DATA RECORDS

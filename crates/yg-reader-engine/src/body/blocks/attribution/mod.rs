//! Attribution bylines: `On <date>, <name> wrote:` and its variants.

pub mod formats;

use std::sync::LazyLock;

use chrono::{NaiveDate, NaiveTime, TimeZone};
use html_escape::encode_text;
use regex::Regex;
use serde::Serialize;

use super::{BLANKS, Block, BlockMatch};
use formats::{DateFormat, NameFormat, TimeFormat, alternation, matched};

/// Address of the list the message was posted to.
const GROUP_ADDRESS: &str = r"[^\s@]+@(?:yahoogroups\.com|y?\.{3})";

#[derive(Debug, Clone, PartialEq, Eq, Serialize)]
pub struct Attribution {
    pub name: String,
    pub date: Option<NaiveDate>,
    /// Time of day, in UTC when `has_time_zone` is set.
    pub time: Option<NaiveTime>,
    pub has_time_zone: bool,
}

impl Attribution {
    pub fn named(name: &str) -> Self {
        Self {
            name: name.to_string(),
            date: None,
            time: None,
            has_time_zone: false,
        }
    }

    /// The byline sentence, escaped.
    pub fn byline(&self) -> String {
        let name = encode_text(&self.name);
        match (self.date, self.time) {
            (Some(date), Some(time)) => {
                let zone = if self.has_time_zone {
                    "UTC"
                } else {
                    "<em>(local time)</em>"
                };
                format!(
                    "On {} at {} {}, {} said:",
                    date.format("%-d %B %Y"),
                    time.format("%H:%M"),
                    zone,
                    name
                )
            }
            (Some(date), None) => format!("On {}, {} said:", date.format("%-d %B %Y"), name),
            _ => format!("{name} said:"),
        }
    }

    pub fn to_html(&self) -> String {
        format!(
            "<div class=\"inline-quote-attribution\">\n  {}\n</div>",
            self.byline()
        )
    }
}

/// One piece of a byline shape.
#[derive(Clone, Copy)]
enum Part {
    Lit(&'static str),
    Name(&'static [NameFormat]),
    Date,
    Time,
}

/// Byline shapes, tried in order. Every shape ends with `wrote:` and at
/// least one whitespace character.
const SHAPES: &[&[Part]] = &[
    &[
        Part::Lit(r"(?m)^"),
        Part::Lit(BLANKS),
        Part::Lit(r"(?:-{2,3}\s+)?On\s+"),
        Part::Date,
        Part::Lit(r"\s+(?:at\s+)?"),
        Part::Time,
        Part::Lit(r",?\s+"),
        Part::Name(NameFormat::ALL),
        Part::Lit(r"\s+wrote:\s+"),
    ],
    &[
        Part::Lit(r"(?m)^"),
        Part::Lit(BLANKS),
        Part::Lit(r"(?:-{2,3}\s+)?On\s+"),
        Part::Date,
        Part::Lit(r",?\s+"),
        Part::Name(NameFormat::ALL),
        Part::Lit(r"\s+wrote:\s+"),
    ],
    &[
        Part::Lit(r"(?m)^"),
        Part::Lit(BLANKS),
        Part::Lit(r"(?:-{2,3}\s+)?In\s+"),
        Part::Lit(GROUP_ADDRESS),
        Part::Lit(r",\s+"),
        Part::Name(NameFormat::ALL),
        Part::Lit(r"\s+wrote:\s+"),
    ],
    &[
        Part::Lit(r"(?m)^"),
        Part::Lit(BLANKS),
        Part::Lit(r"-{2,3}\s+"),
        Part::Name(NameFormat::ALL),
        Part::Lit(r"\s+wrote:\s+"),
    ],
    &[
        Part::Lit(r"(?m)^"),
        Part::Lit(BLANKS),
        Part::Name(NameFormat::WITH_ADDRESS),
        Part::Lit(BLANKS),
        Part::Lit(r"wrote:\s+"),
    ],
];

struct Shape {
    regex: Regex,
    names: &'static [NameFormat],
    has_date: bool,
    has_time: bool,
}

impl Shape {
    fn compile(parts: &[Part]) -> Self {
        let mut pattern = String::new();
        let mut names: &'static [NameFormat] = &[];
        let mut has_date = false;
        let mut has_time = false;

        for part in parts {
            match *part {
                Part::Lit(lit) => pattern.push_str(lit),
                Part::Name(formats) => {
                    names = formats;
                    pattern.push_str(&alternation(formats));
                }
                Part::Date => {
                    has_date = true;
                    pattern.push_str(&alternation(DateFormat::ALL));
                }
                Part::Time => {
                    has_time = true;
                    pattern.push_str(&alternation(TimeFormat::ALL));
                }
            }
        }

        Self {
            regex: Regex::new(&pattern).expect("attribution shape pattern is valid"),
            names,
            has_date,
            has_time,
        }
    }

    /// Matches this shape. A date or time that fits its pattern but not the
    /// calendar rejects the whole shape.
    fn find<'t>(&self, text: &'t str) -> Option<BlockMatch<'t>> {
        let caps = self.regex.captures(text)?;
        let whole = caps.get(0)?;
        let (_, name) = matched(&caps, self.names)?;
        let mut attribution = Attribution::named(name.as_str());

        if self.has_date {
            let (format, date) = matched(&caps, DateFormat::ALL)?;
            let Some(parsed) = format.parse(date.as_str()) else {
                log::debug!("unparseable attribution date {:?}", date.as_str());
                return None;
            };
            attribution.date = Some(parsed);
        }

        if self.has_time {
            let (format, time) = matched(&caps, TimeFormat::ALL)?;
            let Some((clock, offset)) = format.parse(time.as_str()) else {
                log::debug!("unparseable attribution time {:?}", time.as_str());
                return None;
            };

            match (attribution.date, offset) {
                (Some(date), Some(offset)) => {
                    let utc = offset
                        .from_local_datetime(&date.and_time(clock))
                        .single()?
                        .naive_utc();
                    attribution.date = Some(utc.date());
                    attribution.time = Some(utc.time());
                    attribution.has_time_zone = true;
                }
                _ => attribution.time = Some(clock),
            }
        }

        Some(BlockMatch::new(
            text,
            whole.range(),
            Block::Attribution(attribution),
        ))
    }
}

static COMPILED: LazyLock<Vec<Shape>> =
    LazyLock::new(|| SHAPES.iter().map(|parts| Shape::compile(parts)).collect());

pub(super) fn find(text: &str) -> Option<BlockMatch<'_>> {
    COMPILED.iter().find_map(|shape| shape.find(text))
}

#[cfg(test)]
mod tests {
    use super::*;
    use pretty_assertions::assert_eq;
    use rstest::rstest;

    fn attribution(text: &str) -> Attribution {
        match find(text).map(|found| found.block) {
            Some(Block::Attribution(attribution)) => attribution,
            other => panic!("expected an attribution in {text:?}, got {other:?}"),
        }
    }

    fn date(y: i32, m: u32, d: u32) -> Option<NaiveDate> {
        NaiveDate::from_ymd_opt(y, m, d)
    }

    fn time(h: u32, m: u32, s: u32) -> Option<NaiveTime> {
        NaiveTime::from_hms_opt(h, m, s)
    }

    #[test]
    fn group_byline_with_quoted_name_and_address() {
        let text = "--- In group@yahoogroups.com, \"Jane Doe\" <jane@x.com> wrote:\n";
        let found = find(text).unwrap();

        assert_eq!(found.before, "");
        assert_eq!(found.after, "");
        assert_eq!(found.block, Block::Attribution(Attribution::named("Jane Doe")));
    }

    #[rstest]
    #[case("--- In group@y..., Jane wrote:\n", "Jane")]
    #[case("In list@..., <jane@x.com> wrote:\n", "jane@x.com")]
    #[case("-- Jane Doe wrote:\n", "Jane Doe")]
    #[case("\"Jane\" <jane@x.com> wrote:\n", "Jane")]
    #[case("Jane Doe <jane@x.com>wrote:\n", "Jane Doe")]
    #[case("\"Jane <jane@x.com>\" <jane@x.com> wrote:\n", "Jane")]
    fn undated_bylines(#[case] text: &str, #[case] name: &str) {
        assert_eq!(attribution(text), Attribution::named(name));
    }

    #[test]
    fn bare_name_needs_a_leading_dash() {
        assert!(find("Jane Doe wrote:\n").is_none());
    }

    #[test]
    fn requires_whitespace_after_wrote() {
        assert!(find("-- Jane wrote:").is_none());
    }

    #[test]
    fn dated_byline() {
        assert_eq!(
            attribution("On Mon, 2 Jan 2006, Jane Doe <jane@x.com> wrote:\n"),
            Attribution {
                date: date(2006, 1, 2),
                ..Attribution::named("Jane Doe")
            }
        );
    }

    #[test]
    fn dated_byline_with_local_time() {
        assert_eq!(
            attribution("On 1/2/06 at 3:04 PM, Jane wrote:\n"),
            Attribution {
                date: date(2006, 1, 2),
                time: time(15, 4, 0),
                ..Attribution::named("Jane")
            }
        );
    }

    #[test]
    fn zoned_time_is_normalised_to_utc() {
        assert_eq!(
            attribution("On Mon, 2 Jan 2006 20:04:05 -0700 (MST), Jane wrote:\n"),
            Attribution {
                date: date(2006, 1, 3),
                time: time(3, 4, 5),
                has_time_zone: true,
                ..Attribution::named("Jane")
            }
        );
    }

    #[test]
    fn byline_may_wrap_before_wrote() {
        let found = find("Before.\nOn 2006-01-02, \"Jane\"\nwrote:\nAfter.\n").unwrap();

        assert_eq!(found.before, "Before.\n");
        assert_eq!(found.after, "After.\n");
    }

    #[test]
    fn impossible_date_rejects_dated_shapes() {
        assert!(find("On 13/45/06, Jane wrote:\n").is_none());
        assert!(find("On 2006-01-02 at 25:00, Jane wrote:\n").is_none());
    }

    #[test]
    fn impossible_date_falls_through_to_next_shape() {
        // The dated shape rejects 13/45/06; the dash shape still matches.
        let found = attribution("-- On 13/45/06 Jane wrote:\n");

        assert_eq!(found, Attribution::named("On 13/45/06 Jane"));
    }

    #[test]
    fn byline_markup() {
        let zoned = Attribution {
            date: date(2006, 1, 2),
            time: time(15, 4, 0),
            has_time_zone: true,
            ..Attribution::named("Jane & co")
        };
        let local = Attribution {
            has_time_zone: false,
            ..zoned.clone()
        };
        let dated = Attribution {
            time: None,
            ..zoned.clone()
        };

        assert_eq!(zoned.byline(), "On 2 January 2006 at 15:04 UTC, Jane &amp; co said:");
        assert_eq!(
            local.byline(),
            "On 2 January 2006 at 15:04 <em>(local time)</em>, Jane &amp; co said:"
        );
        assert_eq!(dated.byline(), "On 2 January 2006, Jane &amp; co said:");
        assert_eq!(Attribution::named("Jane").byline(), "Jane said:");
        assert_eq!(
            Attribution::named("Jane").to_html(),
            "<div class=\"inline-quote-attribution\">\n  Jane said:\n</div>"
        );
    }
}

WORK REQUIRED
Filter the records above and return every line that holds the word "found".

TASK OUTPUT
        match find(text).map(|found| found.block) {
        let found = find(text).unwrap();
        assert_eq!(found.before, "");
        assert_eq!(found.after, "");
        assert_eq!(found.block, Block::Attribution(Attribution::named("Jane Doe")));
        let found = find("Before.\nOn 2006-01-02, \"Jane\"\nwrote:\nAfter.\n").unwrap();
        assert_eq!(found.before, "Before.\n");
        assert_eq!(found.after, "After.\n");
        let found = attribution("-- On 13/45/06 Jane wrote:\n");
        assert_eq!(found, Attribution::named("On 13/45/06 Jane"));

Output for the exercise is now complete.